On August 21, 1793, prominent Philadelphia physician Benjamin Rush alerts the city's mayor that an was fast emerging. By the time the epidemic ended, some 5,000 people had died.
Yellow fever, or American plague as it was known at the time, is a viral disease that begins with fever and muscle pain. Next, victims often become jaundiced (hence, the term “yellow” fever), as their liver and kidneys cease to function normally. Some of the afflicted then suffer even worse symptoms. Famous early American Cotton Mather described it as “turning yellow then vomiting and bleeding every way.” Internal bleeding in the digestive tract causes bloody vomit. Many victims become delirious before dying.

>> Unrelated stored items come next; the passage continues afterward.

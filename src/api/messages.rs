use serde::Deserialize;
use tracing::debug;

use super::{read_json, ApiClient};
use crate::errors::{AppError, AppResult};
use crate::models::{ChatMessage, CreatedMessage, ErrorBody, ListWindow, SendMessagePayload};

#[derive(Deserialize)]
#[serde(untagged)]
enum MessagesBody {
    Messages(Vec<ChatMessage>),
    Error(ErrorBody),
}

impl ApiClient {
    /// `GET /chats/:id/messages?start&take`, newest first.
    ///
    /// Failures come back as `AppError::Backend` carrying the message to show
    /// in place of the list.
    pub async fn fetch_chat_messages(
        &self,
        chat_id: &str,
        window: ListWindow,
    ) -> AppResult<Vec<ChatMessage>> {
        let response = self
            .http
            .get(self.url(&format!("/chats/{chat_id}/messages")))
            .query(&window)
            .send()
            .await?;
        let status = response.status();
        let body = response.text().await?;

        match (status.is_success(), serde_json::from_str::<MessagesBody>(&body)) {
            (_, Ok(MessagesBody::Error(ErrorBody { error }))) => {
                Err(AppError::Backend { message: error })
            }
            (true, Ok(MessagesBody::Messages(messages))) => Ok(messages),
            (true, Err(e)) => Err(AppError::decode("chat messages", e)),
            (false, _) => Err(AppError::Backend {
                message: "Invalid Chat ID.".to_string(),
            }),
        }
    }

    /// `POST /chats/:id/message`. Returns the stored user message and the id
    /// of the stream carrying the reply.
    pub async fn create_message(
        &self,
        chat_id: &str,
        payload: &SendMessagePayload,
    ) -> AppResult<CreatedMessage> {
        let response = self
            .http
            .post(self.url(&format!("/chats/{chat_id}/message")))
            .json(payload)
            .send()
            .await?;
        let created: CreatedMessage = read_json(response, "created message").await?;
        debug!("Chat {chat_id} got stream {}", created.stream_id);
        Ok(created)
    }
}
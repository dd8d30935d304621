use std::io::Write;
use std::sync::Arc;

use anyhow::Context;
use clap::{Parser, Subcommand};
use tokio::sync::broadcast::error::RecvError;
use tracing::info;

use chat_stream_client::ledger::{JsonFileStore, StreamLedger};
use chat_stream_client::models::{ListWindow, ReasoningEffort};
use chat_stream_client::service::{Bootstrapper, ComposeRequest, ComposeService, Services};
use chat_stream_client::state::{SessionEvent, SharedSessionStore};
use chat_stream_client::stream::StreamOutcome;
use chat_stream_client::ClientConfig;

#[derive(Parser)]
#[command(name = "chat-stream-client", about = "Talk to the chat backend from a terminal")]
struct Cli {
    #[command(subcommand)]
    command: Command,
}

#[derive(Subcommand)]
enum Command {
    /// List the most recent chats.
    Chats,
    /// Reattach to the streams that were running when the client last stopped.
    Resume,
    /// Send a message and stream the reply.
    Send {
        /// Existing chat to continue; a new chat is created when omitted.
        #[arg(long)]
        chat: Option<String>,
        /// Model name; defaults to the chat's last model, then the first free model.
        #[arg(long)]
        model: Option<String>,
        #[arg(long)]
        search: bool,
        #[arg(long)]
        memories: bool,
        #[arg(long, value_parser = parse_effort)]
        reasoning: Option<ReasoningEffort>,
        message: String,
    },
}

fn parse_effort(raw: &str) -> Result<ReasoningEffort, String> {
    match raw.to_ascii_lowercase().as_str() {
        "high" => Ok(ReasoningEffort::High),
        "medium" => Ok(ReasoningEffort::Medium),
        "low" => Ok(ReasoningEffort::Low),
        other => Err(format!("unknown reasoning effort '{other}'")),
    }
}

#[tokio::main]
async fn main() -> anyhow::Result<()> {
    // Load .env if present (development convenience)
    dotenvy::dotenv().ok();

    tracing_subscriber::fmt()
        .with_env_filter(
            tracing_subscriber::EnvFilter::try_from_default_env()
                .unwrap_or_else(|_| "chat_stream_client=debug".into()),
        )
        .with_writer(std::io::stderr)
        .init();

    let cli = Cli::parse();
    let config = ClientConfig::from_env()?;

    // ── Dependency wiring ─────────────────────────────────────────────────────
    let store = JsonFileStore::open(&config.ledger_path)
        .with_context(|| format!("opening ledger {}", config.ledger_path.display()))?;
    let ledger = StreamLedger::new(Arc::new(store));
    let services = Services::from_config(&config, ledger)?;
    info!("Using backend {}", config.backend_uri);

    match cli.command {
        Command::Chats => {
            let chats = services.api.list_chats(ListWindow::first(config.page_size)).await?;
            for chat in chats {
                let name = chat.name.as_deref().unwrap_or("(untitled)");
                println!("{}  {name}", chat.id);
            }
        }
        Command::Resume => {
            let printer = spawn_printer(services.session.clone(), None);
            let bootstrapper = Bootstrapper::new(services.clone());
            let handles = bootstrapper.run(ListWindow::first(config.page_size)).await?;
            if handles.is_empty() {
                println!("No interrupted streams.");
            }
            for handle in handles {
                let stream_id = handle.stream_id().to_string();
                let outcome = handle.join().await;
                eprintln!("\nstream {stream_id}: {outcome:?}");
            }
            printer.abort();
        }
        Command::Send { chat, model, search, memories, reasoning, message } => {
            let catalog = services.ensure_models().await?;
            let model_name = match (model, chat.as_deref()) {
                (Some(name), _) => Some(name),
                (None, Some(chat_id)) => services.ledger.last_model(chat_id)?,
                (None, None) => None,
            };
            let model = match model_name {
                Some(name) => catalog
                    .find_by_name(&name)
                    .with_context(|| format!("unknown model '{name}'"))?,
                None => catalog.free.first().context("backend offers no free model")?,
            };

            let compose = ComposeService::new(services.clone());
            let request = ComposeRequest {
                message,
                reasoning,
                use_search: search,
                use_memories: memories,
            };
            let printer = spawn_printer(services.session.clone(), chat.clone());
            let outcome = compose.send_message(chat.as_deref(), model, request).await?;
            let result = outcome.stream.join().await;
            printer.abort();
            println!();
            if result != StreamOutcome::Completed {
                anyhow::bail!("chat {}: stream ended with {result:?}", outcome.chat_id);
            }
        }
    }
    Ok(())
}

/// Echoes pending-message text to stdout as it arrives.
fn spawn_printer(
    session: SharedSessionStore,
    chat_id: Option<String>,
) -> tokio::task::JoinHandle<()> {
    let mut events = session.lock().subscribe();
    tokio::spawn(async move {
        loop {
            match events.recv().await {
                Ok(SessionEvent::PendingUpdated { chat_id: id, content, .. })
                    if chat_id.as_deref().is_none_or(|wanted| wanted == id) =>
                {
                    print!("{content}");
                    let _ = std::io::stdout().flush();
                }
                Ok(_) | Err(RecvError::Lagged(_)) => {}
                Err(RecvError::Closed) => break,
            }
        }
    })
}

The first yellow fever outbreaks in the United States occurred in late 1690s. Nearly 100 years later, in the late summer of 1793, refugees from a yellow fever epidemic in the Caribbean fled to Philadelphia. Within weeks, people throughout the city were experiencing symptoms. By the middle of October, around 100 people were dying from the virus daily. Caring for the victims so strained public services that the local city government collapsed. Philadelphia was also the seat of the United States government at the time, but federal authorities simply evacuated the city in face of the raging epidemic.
Eventually, a cold front eliminated Philadelphia’s mosquito population and the death toll fell to 20 per day by October 26. Today, a vaccine prevents yellow fever in much of the world, though thousands of people still die every year from the disease.